(Provided records)
_ _ _

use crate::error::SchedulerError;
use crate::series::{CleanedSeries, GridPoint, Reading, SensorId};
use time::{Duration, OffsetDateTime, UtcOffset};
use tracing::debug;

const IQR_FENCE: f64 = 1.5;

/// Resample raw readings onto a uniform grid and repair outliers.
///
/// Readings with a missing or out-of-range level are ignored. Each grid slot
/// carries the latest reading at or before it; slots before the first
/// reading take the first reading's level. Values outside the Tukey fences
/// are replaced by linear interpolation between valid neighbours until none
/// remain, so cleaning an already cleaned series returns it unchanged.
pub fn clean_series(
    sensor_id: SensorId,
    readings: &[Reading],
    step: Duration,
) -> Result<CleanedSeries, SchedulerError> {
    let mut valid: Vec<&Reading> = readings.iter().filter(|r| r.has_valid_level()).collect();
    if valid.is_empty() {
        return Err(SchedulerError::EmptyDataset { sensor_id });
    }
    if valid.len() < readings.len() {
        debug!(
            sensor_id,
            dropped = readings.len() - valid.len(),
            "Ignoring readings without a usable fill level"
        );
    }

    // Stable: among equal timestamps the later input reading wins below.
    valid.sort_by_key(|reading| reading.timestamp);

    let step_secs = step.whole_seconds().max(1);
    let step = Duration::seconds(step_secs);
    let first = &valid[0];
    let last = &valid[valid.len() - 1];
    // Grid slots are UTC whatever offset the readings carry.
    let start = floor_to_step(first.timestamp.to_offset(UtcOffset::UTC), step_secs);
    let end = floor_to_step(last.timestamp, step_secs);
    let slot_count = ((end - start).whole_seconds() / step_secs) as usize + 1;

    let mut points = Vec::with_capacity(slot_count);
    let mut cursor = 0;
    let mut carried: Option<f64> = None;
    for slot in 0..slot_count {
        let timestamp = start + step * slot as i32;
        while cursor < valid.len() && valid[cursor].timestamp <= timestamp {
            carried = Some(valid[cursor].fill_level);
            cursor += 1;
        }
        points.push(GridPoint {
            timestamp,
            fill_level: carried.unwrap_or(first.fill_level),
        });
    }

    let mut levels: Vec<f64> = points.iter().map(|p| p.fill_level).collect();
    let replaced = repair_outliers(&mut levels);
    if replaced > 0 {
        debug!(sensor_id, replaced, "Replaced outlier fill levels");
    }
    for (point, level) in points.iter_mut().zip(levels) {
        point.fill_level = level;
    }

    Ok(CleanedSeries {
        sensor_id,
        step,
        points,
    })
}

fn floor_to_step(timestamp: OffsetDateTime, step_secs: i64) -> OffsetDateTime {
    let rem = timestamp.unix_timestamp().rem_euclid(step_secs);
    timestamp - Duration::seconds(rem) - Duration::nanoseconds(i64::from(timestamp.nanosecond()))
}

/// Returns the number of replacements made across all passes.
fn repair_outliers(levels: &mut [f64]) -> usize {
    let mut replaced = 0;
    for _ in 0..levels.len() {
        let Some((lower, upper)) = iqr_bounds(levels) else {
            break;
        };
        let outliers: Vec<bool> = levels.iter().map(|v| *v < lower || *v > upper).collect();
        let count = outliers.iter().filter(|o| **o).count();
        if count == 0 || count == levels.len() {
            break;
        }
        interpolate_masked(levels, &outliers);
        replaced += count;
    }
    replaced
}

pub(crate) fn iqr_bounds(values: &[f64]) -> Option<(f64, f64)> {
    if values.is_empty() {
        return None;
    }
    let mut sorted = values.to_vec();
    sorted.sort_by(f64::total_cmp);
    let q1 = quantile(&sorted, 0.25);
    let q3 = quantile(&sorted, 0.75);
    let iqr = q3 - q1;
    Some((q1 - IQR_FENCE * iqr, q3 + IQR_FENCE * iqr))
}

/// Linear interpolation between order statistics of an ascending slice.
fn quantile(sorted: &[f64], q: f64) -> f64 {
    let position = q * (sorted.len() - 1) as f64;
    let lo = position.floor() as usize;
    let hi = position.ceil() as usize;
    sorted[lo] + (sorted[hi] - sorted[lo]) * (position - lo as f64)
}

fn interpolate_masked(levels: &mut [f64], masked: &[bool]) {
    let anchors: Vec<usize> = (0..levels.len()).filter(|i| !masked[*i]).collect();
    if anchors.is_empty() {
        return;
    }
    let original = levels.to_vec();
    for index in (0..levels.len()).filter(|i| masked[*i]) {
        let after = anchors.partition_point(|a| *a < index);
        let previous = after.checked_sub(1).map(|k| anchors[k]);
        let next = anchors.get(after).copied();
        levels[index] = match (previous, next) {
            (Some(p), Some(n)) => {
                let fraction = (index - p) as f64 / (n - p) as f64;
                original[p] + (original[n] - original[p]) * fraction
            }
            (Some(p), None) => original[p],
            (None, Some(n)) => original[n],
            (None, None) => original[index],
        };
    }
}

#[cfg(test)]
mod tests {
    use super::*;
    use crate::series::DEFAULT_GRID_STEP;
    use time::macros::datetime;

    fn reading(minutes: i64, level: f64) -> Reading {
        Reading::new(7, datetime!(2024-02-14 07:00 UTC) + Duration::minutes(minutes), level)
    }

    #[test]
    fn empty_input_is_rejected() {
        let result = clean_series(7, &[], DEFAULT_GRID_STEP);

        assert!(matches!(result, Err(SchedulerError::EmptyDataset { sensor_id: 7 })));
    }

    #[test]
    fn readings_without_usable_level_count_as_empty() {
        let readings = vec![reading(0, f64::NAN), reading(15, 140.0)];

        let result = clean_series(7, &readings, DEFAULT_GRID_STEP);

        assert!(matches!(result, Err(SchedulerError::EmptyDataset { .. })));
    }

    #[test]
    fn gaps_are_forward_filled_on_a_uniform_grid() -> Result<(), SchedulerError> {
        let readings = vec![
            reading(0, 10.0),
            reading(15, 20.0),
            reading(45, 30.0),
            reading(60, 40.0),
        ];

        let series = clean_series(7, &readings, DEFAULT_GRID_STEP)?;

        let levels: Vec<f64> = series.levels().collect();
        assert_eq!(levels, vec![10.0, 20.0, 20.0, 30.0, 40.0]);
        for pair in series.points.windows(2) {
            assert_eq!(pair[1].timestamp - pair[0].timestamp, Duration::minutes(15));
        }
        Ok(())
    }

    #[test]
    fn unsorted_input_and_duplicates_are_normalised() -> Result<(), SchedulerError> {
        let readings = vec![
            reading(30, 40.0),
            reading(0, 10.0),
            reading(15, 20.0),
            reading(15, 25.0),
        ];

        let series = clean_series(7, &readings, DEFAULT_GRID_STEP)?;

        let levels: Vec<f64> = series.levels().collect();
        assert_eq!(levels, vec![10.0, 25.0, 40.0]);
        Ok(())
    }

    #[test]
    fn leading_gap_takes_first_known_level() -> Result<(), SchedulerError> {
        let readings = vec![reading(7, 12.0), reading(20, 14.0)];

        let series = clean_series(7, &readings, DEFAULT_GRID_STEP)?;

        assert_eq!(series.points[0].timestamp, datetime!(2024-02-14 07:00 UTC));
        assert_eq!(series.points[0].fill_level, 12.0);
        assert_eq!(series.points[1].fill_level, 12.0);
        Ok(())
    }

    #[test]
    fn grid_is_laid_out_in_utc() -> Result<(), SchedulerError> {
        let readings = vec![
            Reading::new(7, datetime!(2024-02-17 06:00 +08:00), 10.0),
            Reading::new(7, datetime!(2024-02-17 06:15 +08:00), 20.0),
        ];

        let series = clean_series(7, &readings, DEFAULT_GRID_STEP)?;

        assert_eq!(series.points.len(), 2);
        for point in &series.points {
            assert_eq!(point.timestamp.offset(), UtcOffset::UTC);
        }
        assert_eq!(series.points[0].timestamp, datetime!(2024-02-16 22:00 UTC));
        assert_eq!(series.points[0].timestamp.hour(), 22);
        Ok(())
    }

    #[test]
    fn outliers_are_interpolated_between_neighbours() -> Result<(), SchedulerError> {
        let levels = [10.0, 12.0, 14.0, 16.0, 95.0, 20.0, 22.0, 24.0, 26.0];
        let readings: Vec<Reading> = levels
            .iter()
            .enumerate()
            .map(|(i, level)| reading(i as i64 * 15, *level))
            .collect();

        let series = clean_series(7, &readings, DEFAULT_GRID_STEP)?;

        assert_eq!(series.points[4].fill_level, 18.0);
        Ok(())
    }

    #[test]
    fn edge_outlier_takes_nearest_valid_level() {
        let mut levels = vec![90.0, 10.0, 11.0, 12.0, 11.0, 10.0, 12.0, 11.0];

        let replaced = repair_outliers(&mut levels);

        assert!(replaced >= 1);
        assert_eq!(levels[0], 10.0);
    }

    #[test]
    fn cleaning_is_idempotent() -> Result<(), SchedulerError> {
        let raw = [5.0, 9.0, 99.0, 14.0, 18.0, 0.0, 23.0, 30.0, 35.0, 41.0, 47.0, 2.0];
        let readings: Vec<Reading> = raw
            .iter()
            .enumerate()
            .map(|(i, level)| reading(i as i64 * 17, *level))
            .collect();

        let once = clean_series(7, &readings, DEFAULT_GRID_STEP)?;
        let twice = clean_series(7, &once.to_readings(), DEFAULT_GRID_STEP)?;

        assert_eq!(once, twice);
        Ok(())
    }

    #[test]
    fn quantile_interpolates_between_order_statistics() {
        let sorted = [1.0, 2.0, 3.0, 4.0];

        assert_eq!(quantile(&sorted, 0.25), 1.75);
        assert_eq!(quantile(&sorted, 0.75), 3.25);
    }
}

_ _ _

(Problem description)
Please write out, exactly as they appear, the lines from the one containing "datetime!(2024-02-16 22:00 UTC));" through the last line of the records above, and nothing more.

(Exercise solution)
        assert_eq!(series.points[0].timestamp, datetime!(2024-02-16 22:00 UTC));
        assert_eq!(series.points[0].timestamp.hour(), 22);
        Ok(())
    }

    #[test]
    fn outliers_are_interpolated_between_neighbours() -> Result<(), SchedulerError> {
        let levels = [10.0, 12.0, 14.0, 16.0, 95.0, 20.0, 22.0, 24.0, 26.0];
        let readings: Vec<Reading> = levels
            .iter()
            .enumerate()
            .map(|(i, level)| reading(i as i64 * 15, *level))
            .collect();

        let series = clean_series(7, &readings, DEFAULT_GRID_STEP)?;

        assert_eq!(series.points[4].fill_level, 18.0);
        Ok(())
    }

    #[test]
    fn edge_outlier_takes_nearest_valid_level() {
        let mut levels = vec![90.0, 10.0, 11.0, 12.0, 11.0, 10.0, 12.0, 11.0];

        let replaced = repair_outliers(&mut levels);

        assert!(replaced >= 1);
        assert_eq!(levels[0], 10.0);
    }

    #[test]
    fn cleaning_is_idempotent() -> Result<(), SchedulerError> {
        let raw = [5.0, 9.0, 99.0, 14.0, 18.0, 0.0, 23.0, 30.0, 35.0, 41.0, 47.0, 2.0];
        let readings: Vec<Reading> = raw
            .iter()
            .enumerate()
            .map(|(i, level)| reading(i as i64 * 17, *level))
            .collect();

        let once = clean_series(7, &readings, DEFAULT_GRID_STEP)?;
        let twice = clean_series(7, &once.to_readings(), DEFAULT_GRID_STEP)?;

        assert_eq!(once, twice);
        Ok(())
    }

    #[test]
    fn quantile_interpolates_between_order_statistics() {
        let sorted = [1.0, 2.0, 3.0, 4.0];

        assert_eq!(quantile(&sorted, 0.25), 1.75);
        assert_eq!(quantile(&sorted, 0.75), 3.25);
    }
}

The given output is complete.